### YOUR INSTRUCTIONS
In the data that follows, count the lines where "reported" appears, and write only the number.
────────
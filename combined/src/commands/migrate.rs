//! Migrate command - database migration management.

use crate::cli::MigrateAction;

pub async fn execute(action: MigrateAction) -> Result<(), Box<dyn std::error::Error>> {
    let action = match action {
        MigrateAction::Up => security_service_lib::MigrateAction::Up,
        MigrateAction::Down => security_service_lib::MigrateAction::Down,
        MigrateAction::Status => security_service_lib::MigrateAction::Status,
        MigrateAction::Fresh => {
            tracing::warn!("Resetting database and running all migrations...");
            security_service_lib::MigrateAction::Fresh
        }
    };

    security_service_lib::run_migrations(action).await
}
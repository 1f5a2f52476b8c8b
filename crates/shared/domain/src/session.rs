//! User sessions and the current-session source.

use std::sync::{Arc, RwLock};

use chrono::{DateTime, Utc};
use chrono_tz::Tz;
use serde::Serialize;
use uuid::Uuid;

use crate::error::{DomainError, DomainResult};
use crate::user::User;

/// Details reported by the client that opened the session.
#[derive(Debug, Clone, Default, PartialEq, Eq, Serialize)]
pub struct ClientDetails {
    /// Locale tag, e.g. `en` or `de-DE`
    pub locale: Option<String>,
    pub time_zone: Option<Tz>,
    /// Remote address as reported by the transport
    pub address: Option<String>,
}

impl ClientDetails {
    pub fn with_time_zone(time_zone: Tz) -> Self {
        Self {
            time_zone: Some(time_zone),
            ..Self::default()
        }
    }
}

/// Authenticated session of a user.
#[derive(Debug, Clone, Serialize)]
pub struct UserSession {
    pub id: Uuid,
    pub user: User,
    pub client_details: Option<ClientDetails>,
    pub started_at: DateTime<Utc>,
}

impl UserSession {
    pub fn new(user: User, client_details: Option<ClientDetails>) -> Self {
        Self {
            id: Uuid::new_v4(),
            user,
            client_details,
            started_at: Utc::now(),
        }
    }

    /// Client time zone, if the client reported one
    pub fn time_zone(&self) -> Option<Tz> {
        self.client_details.as_ref().and_then(|d| d.time_zone)
    }
}

/// Source of the current user session.
pub trait UserSessionSource: Send + Sync {
    /// Whether a session is currently active
    fn check_current_user_session(&self) -> bool;

    /// The active session.
    ///
    /// # Errors
    /// Returns `NotFound` when no session is active.
    fn user_session(&self) -> DomainResult<Arc<UserSession>>;
}

/// Current-session slot shared between the authentication flow and
/// session consumers.
#[derive(Debug, Default)]
pub struct SessionHolder {
    current: RwLock<Option<Arc<UserSession>>>,
}

impl SessionHolder {
    pub fn new() -> Self {
        Self::default()
    }

    pub fn with_session(session: UserSession) -> Self {
        Self {
            current: RwLock::new(Some(Arc::new(session))),
        }
    }

    /// Replace the current session, returning the previous one.
    pub fn set(&self, session: UserSession) -> DomainResult<Option<Arc<UserSession>>> {
        let mut slot = self.current.write().map_err(|_| poisoned())?;
        Ok(slot.replace(Arc::new(session)))
    }

    /// End the current session, returning it.
    pub fn clear(&self) -> DomainResult<Option<Arc<UserSession>>> {
        let mut slot = self.current.write().map_err(|_| poisoned())?;
        Ok(slot.take())
    }
}

impl UserSessionSource for SessionHolder {
    fn check_current_user_session(&self) -> bool {
        self.current
            .read()
            .map(|slot| slot.is_some())
            .unwrap_or(false)
    }

    fn user_session(&self) -> DomainResult<Arc<UserSession>> {
        self.current
            .read()
            .map_err(|_| poisoned())?
            .clone()
            .ok_or_else(|| DomainError::not_found("user session"))
    }
}

fn poisoned() -> DomainError {
    DomainError::internal("session holder lock poisoned")
}

#[cfg(test)]
mod tests {
    use super::*;
    use crate::user::UserDetails;

    #[test]
    fn test_empty_holder_has_no_session() {
        let holder = SessionHolder::new();
        assert!(!holder.check_current_user_session());
        assert!(matches!(holder.user_session(), Err(DomainError::NotFound(_))));
    }

    #[test]
    fn test_set_and_clear() {
        let holder = SessionHolder::new();
        let session = UserSession::new(
            User::with_username("jdoe"),
            Some(ClientDetails::with_time_zone(chrono_tz::Europe::Paris)),
        );

        assert!(holder.set(session).unwrap().is_none());
        assert!(holder.check_current_user_session());

        let current = holder.user_session().unwrap();
        assert_eq!(current.user.username, "jdoe");
        assert_eq!(current.time_zone(), Some(chrono_tz::Europe::Paris));

        assert!(holder.clear().unwrap().is_some());
        assert!(!holder.check_current_user_session());
    }
}
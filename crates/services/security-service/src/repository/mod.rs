//! Repository layer for data access.

pub mod entities;
mod role_assignment_store;
mod role_repository;
mod role_store;
mod user_store;

pub use role_assignment_store::{RoleAssignmentRepository, RoleAssignmentStore};
pub use role_repository::{CompositeRoleRepository, InMemoryRoleRepository, RoleRepository};
pub use role_store::RoleStore;
pub use user_store::{UserRecordRepository, UserStore};

#[cfg(any(test, feature = "test-utils"))]
pub use role_assignment_store::MockRoleAssignmentRepository;
#[cfg(any(test, feature = "test-utils"))]
pub use role_repository::MockRoleRepository;
//! SeaORM entities of the security tables.

pub mod resource_role;
pub mod role_assignment;
pub mod user;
────────
### RESULT
3